Собор был заложен в 1869 г., строился 18 лет и обошелся народу в более 160 тысяч рублей. Жители Самары пожертвовали на его строительство около 50 тысяч рублей[19]. И в один несчастный день 1930 г. он был взорван по примеру уничтожения еще более грандиозного храма Христа Спасителя в Москве. Безумная расточительность!

Все воинские парады и прочие церемонии проходили на соборной площади. А если упомянуть, что губернаторский дом находился на соседней театральной площади, то административно-церковный центр в Самаре хорошо очерчивался территориально.

Нам, семинаристам, представлялось, что в этой административно-церковной цитадели не было более сильной власти, чем у нашего инспектора Дмитрия Николаевича Дубакина. В 1905 г. один губернатор был убит эсеровской бомбой, другие губернаторы после него менялись по высочайшему соизволению. Архиереи умирали или также менялись, но по синодальному распоряжению, согласованному с дворцовой сферой. Да и ректоры духовной семинарии менялись довольно часто, а наш «Дубас» окончил Петербургскую духовную академию в 1877 г., начал осенью того же года преподавать гражданскую историю в Самарской семинарии, а в 1882 г. был назначен инспектором, и вот уже 30 лет правил семинарией и правил, надо сказать, твердой рукой. У его кабинета на втором этаже в каменных плитах пола была вытоптана переминавшимися с ноги на ногу учениками в ожидании проборки скорбная ложбина.

Стою здесь и я, грешный, утром в понедельник, в руках записка: Орловскому. Явитесь к инспектору! Из кабинета вылетает весь красный, с потерянной физиономией, такой же паренек, как я.
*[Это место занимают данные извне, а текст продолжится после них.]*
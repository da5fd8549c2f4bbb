/// Reports whether `ch` separates words: the Unicode `White_Space` property.
///
/// Latin-1 is decided by a match on the few separators it contains; above
/// that only a handful of blocks hold spaces at all.
#[inline]
#[must_use]
pub fn is_space(ch: char) -> bool {
    if ch <= '\u{00FF}' {
        return matches!(
            ch,
            ' ' | '\t' | '\n' | '\u{000B}' | '\u{000C}' | '\r' | '\u{0085}' | '\u{00A0}'
        );
    }
    if ('\u{2000}'..='\u{200A}').contains(&ch) {
        return true;
    }
    matches!(
        ch,
        '\u{1680}' | '\u{2028}' | '\u{2029}' | '\u{202F}' | '\u{205F}' | '\u{3000}'
    )
}

#[cfg(test)]
mod tests {
    use super::is_space;

    #[test]
    #[cfg_attr(miri, ignore)]
    fn agrees_with_unicode_white_space() {
        for ch in (0..=u32::from(char::MAX)).filter_map(char::from_u32) {
            assert_eq!(
                is_space(ch),
                ch.is_whitespace(),
                "white space property disagrees for {ch:?}"
            );
        }
    }

    #[test]
    fn ascii_separators() {
        for ch in [' ', '\t', '\n', '\r', '\u{000B}', '\u{000C}'] {
            assert!(is_space(ch), "{ch:?}");
        }
        for ch in ['a', '0', '_', '\0', '\u{001F}'] {
            assert!(!is_space(ch), "{ch:?}");
        }
    }
}
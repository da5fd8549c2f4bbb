//! A pull-based tokenizer driven by pluggable split functions.
//!
//! A [`Scanner`] reads from a [`ByteSource`] into a buffer it owns and asks a
//! split function to cut the buffered, unconsumed bytes into tokens. Input
//! never has to be resident in full, the buffer is capped, and a misbehaving
//! source or split function ends the scan with an error instead of looping.
//!
//! ```rust
//! use splitscan::{Scanner, Step};
//!
//! // Comma separated values; the last field may be empty.
//! fn on_comma(data: &[u8], at_eof: bool) -> Step<'_> {
//!     if let Some(i) = data.iter().position(|&b| b == b',') {
//!         return Step::token(i + 1, &data[..i]);
//!     }
//!     if !at_eof {
//!         return Step::need_more();
//!     }
//!     Step::final_token(data.len(), data)
//! }
//!
//! let mut scanner = Scanner::new(&b"1,2,3,4,"[..]).with_split(on_comma);
//! let mut fields = Vec::new();
//! while let Some(field) = scanner.next_token() {
//!     fields.push(String::from_utf8_lossy(field).into_owned());
//! }
//! assert_eq!(fields, ["1", "2", "3", "4", ""]);
//! assert!(scanner.error().is_none());
//! ```

#![no_std]
extern crate alloc;

#[cfg(any(test, feature = "std"))]
extern crate std;

mod buffer;
pub mod chunk_utils;
mod error;
mod options;
mod scanner;
pub mod source;
pub mod split;

#[cfg(test)]
mod tests;

pub use error::{BadSplit, ConfigError, ScanError};
pub use options::{DEFAULT_INITIAL_CAPACITY, DEFAULT_MAX_TOKEN_SIZE, MIN_MAX_TOKEN_SIZE, ScanOptions};
pub use scanner::{MAX_CONSECUTIVE_EMPTY_READS, MAX_CONSECUTIVE_EMPTY_TOKENS, OwnedTokens, Scanner};
#[cfg(feature = "std")]
pub use source::IoSource;
pub use source::{ByteSource, Filled};
pub use split::{Signal, SplitError, SplitFn, Step};
pub(crate) mod utils;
Робко стучусь. Глухое: «Войдите!» В кабинете темновато (комната на запад). Вся задняя стена завешана листами с фотографиями выпусков по годам. Огромный стол под зеленым сукном. За ним – сам Дубас.
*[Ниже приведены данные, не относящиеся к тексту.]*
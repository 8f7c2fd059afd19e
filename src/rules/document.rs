//! Rule document schema and the sources it is read from.
//!
//! The document is a JSON array:
//!
//! ```json
//! [
//!   {
//!     "description": "Recent meeting invites",
//!     "overall_predicate": "all",
//!     "conditions": [
//!       { "field": "From", "predicate": "contains", "value": "example.com" },
//!       { "field": "Received Date/Time", "predicate": "less than", "value": { "days": 7 } }
//!     ],
//!     "actions": [ { "type": "Mark as Read" } ]
//!   }
//! ]
//! ```

use std::path::{Path, PathBuf};

use serde::{Deserialize, Serialize};

use crate::error::{InboxError, Result};

use super::action::Action;
use super::condition::Condition;
use super::rule::{Combinator, Rule};

const DEFAULT_DESCRIPTION: &str = "Untitled Rule";
const DEFAULT_COMBINATOR: &str = "all";

/// One rule as written in the document.
#[derive(Debug, Clone, Serialize, Deserialize)]
pub struct RuleSpec {
    #[serde(default = "default_description")]
    pub description: String,
    #[serde(default = "default_combinator")]
    pub overall_predicate: String,
    #[serde(default)]
    pub conditions: Vec<ConditionSpec>,
    #[serde(default)]
    pub actions: Vec<ActionSpec>,
}

/// One condition as written in the document. All keys are required.
#[derive(Debug, Clone, Serialize, Deserialize)]
pub struct ConditionSpec {
    pub field: String,
    pub predicate: String,
    pub value: serde_json::Value,
}

/// One action as written in the document. `value` is the mailbox or label name.
#[derive(Debug, Clone, Serialize, Deserialize)]
pub struct ActionSpec {
    #[serde(rename = "type")]
    pub kind: String,
    #[serde(default, skip_serializing_if = "Option::is_none")]
    pub value: Option<String>,
}

fn default_description() -> String {
    DEFAULT_DESCRIPTION.to_string()
}

fn default_combinator() -> String {
    DEFAULT_COMBINATOR.to_string()
}

impl From<RuleSpec> for Rule {
    fn from(spec: RuleSpec) -> Self {
        let conditions = spec
            .conditions
            .into_iter()
            .map(|c| Condition::from_names(&c.field, &c.predicate, c.value))
            .collect();
        let actions = spec
            .actions
            .into_iter()
            .map(|a| Action::from_names(&a.kind, a.value))
            .collect();
        Rule::new(
            spec.description,
            Combinator::parse(&spec.overall_predicate),
            conditions,
            actions,
        )
    }
}

/// Decode a whole document. Any structural problem fails the whole document.
pub fn parse_document(origin: &str, text: &str) -> Result<Vec<Rule>> {
    let specs: Vec<RuleSpec> =
        serde_json::from_str(text).map_err(|e| InboxError::RuleDocument {
            origin: origin.to_string(),
            reason: e.to_string(),
        })?;
    Ok(specs.into_iter().map(Rule::from).collect())
}

/// Where a rule document comes from.
pub trait RuleSource {
    /// Human-readable name for logs (usually a path).
    fn origin(&self) -> String;

    /// Read the raw document text.
    fn read(&self) -> Result<String>;
}

/// A rule document on disk.
#[derive(Debug, Clone)]
pub struct FileRuleSource {
    path: PathBuf,
}

impl FileRuleSource {
    pub fn new(path: impl Into<PathBuf>) -> Self {
        Self { path: path.into() }
    }

    pub fn path(&self) -> &Path {
        &self.path
    }
}

impl RuleSource for FileRuleSource {
    fn origin(&self) -> String {
        self.path.display().to_string()
    }

    fn read(&self) -> Result<String> {
        std::fs::read_to_string(&self.path).map_err(|e| InboxError::io(&self.path, e))
    }
}

/// A rule document held in memory.
#[derive(Debug, Clone)]
pub struct InlineRuleSource(pub String);

impl RuleSource for InlineRuleSource {
    fn origin(&self) -> String {
        "<inline>".to_string()
    }

    fn read(&self) -> Result<String> {
        Ok(self.0.clone())
    }
}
Дубакин Дмитрий Николаевич


Семинарист – Николай Орловский


Ростом не высок, плотного сложения, весь седой, волосы на голове коротко подстрижены, аккуратная бородка клином, большие, нависшие по бокам рта, усы, одутловатое моложавое лицо, строгое, неулыбчивое. На тебя направляются два сверлящих черных зрачка, которые прижимают тебя к полу. Долгая минута осмотра и молчания. И далее глуховатым, шипящим через усы, баском: «Ну-с, Орловский! Вы вчера во время чтения святого Евангелия вели себя неблагопристойно: надо прямо сказать, отвратительно!..» А я действительно вел себя безобразно! Мой сосед, известный в классе анекдотист, рассказывавший всякие смешные истории с совершенно неподвижной физиономией, как знаменитый киноактер Бестер Китон, нашептал мне такой анекдот, что я, прыснув от неудержимого смеха, истово закрестился и, весь сотрясаясь, многократно низко кланялся. В результате – снижение балла за четверть по поведению до 4 с пояснением в табеле: Неоднократное нарушение воспит. Орловским церковного благочиния (разговоры с товарищем во время богослужения).
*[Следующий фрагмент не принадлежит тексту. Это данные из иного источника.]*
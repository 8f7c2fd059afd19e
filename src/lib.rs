//! `inboxrules`: declarative triage rules for a mailbox.
//!
//! Rules are loaded from a JSON document, evaluated against message records
//! ingested from MBOX/EML files, and matching rules drive mutations on a
//! [`mailbox::MailService`].

pub mod config;
pub mod error;
pub mod ingest;
pub mod mailbox;
pub mod model;
pub mod rules;
pub mod store;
Но один раз мне удалось подсмотреть человеческую улыбку на лице Дубаса. 20 ноября 1913 г. преставился, а проще сказать, умер епископ Симеон. Хоронили его с полагающимися в этих случаях почестями: духовенство всех рангов в облачении, церковные хоры, губернатор, полиция, войска, погребальный звон соборного колокола, огромные толпы народа, жадного до зрелищ подобного рода. Неукротимое любопытство мальчишки заставило меня пробиться через все заслоны к самому гробу епископа. Хоронили в субботу и я, увлеченный церемонией, пропустил всенощную. В понедельник я, грешный, снова стоял у дверей кабинета инспектора. И снова: Ну-с, Орловский! Почему Вы пропустили всенощную? Я тоненьким голоском: Я хоронил епископа Симеона, Дмитрий Николаевич! – Но, Орловский, не один же Вы его хоронили? – Конечно, не один, Дмитрий Николаевич! Но я пробился к самому гробу и касался его рукой. – Как это касался? – Цветы вылезли из гроба, а я подправил их рукой. – Подправил… цветы… Два буравящих зрачка при этом сузились, появились морщинки у глаз, поднялся левый ус, и где-то в углу рта промелькнула улыбка. Лицо как-то подобрело на мгновение: Ну-с, Орловский, можете идти! – Я выскочил из кабинета весь в поту: Пронесло, Господи!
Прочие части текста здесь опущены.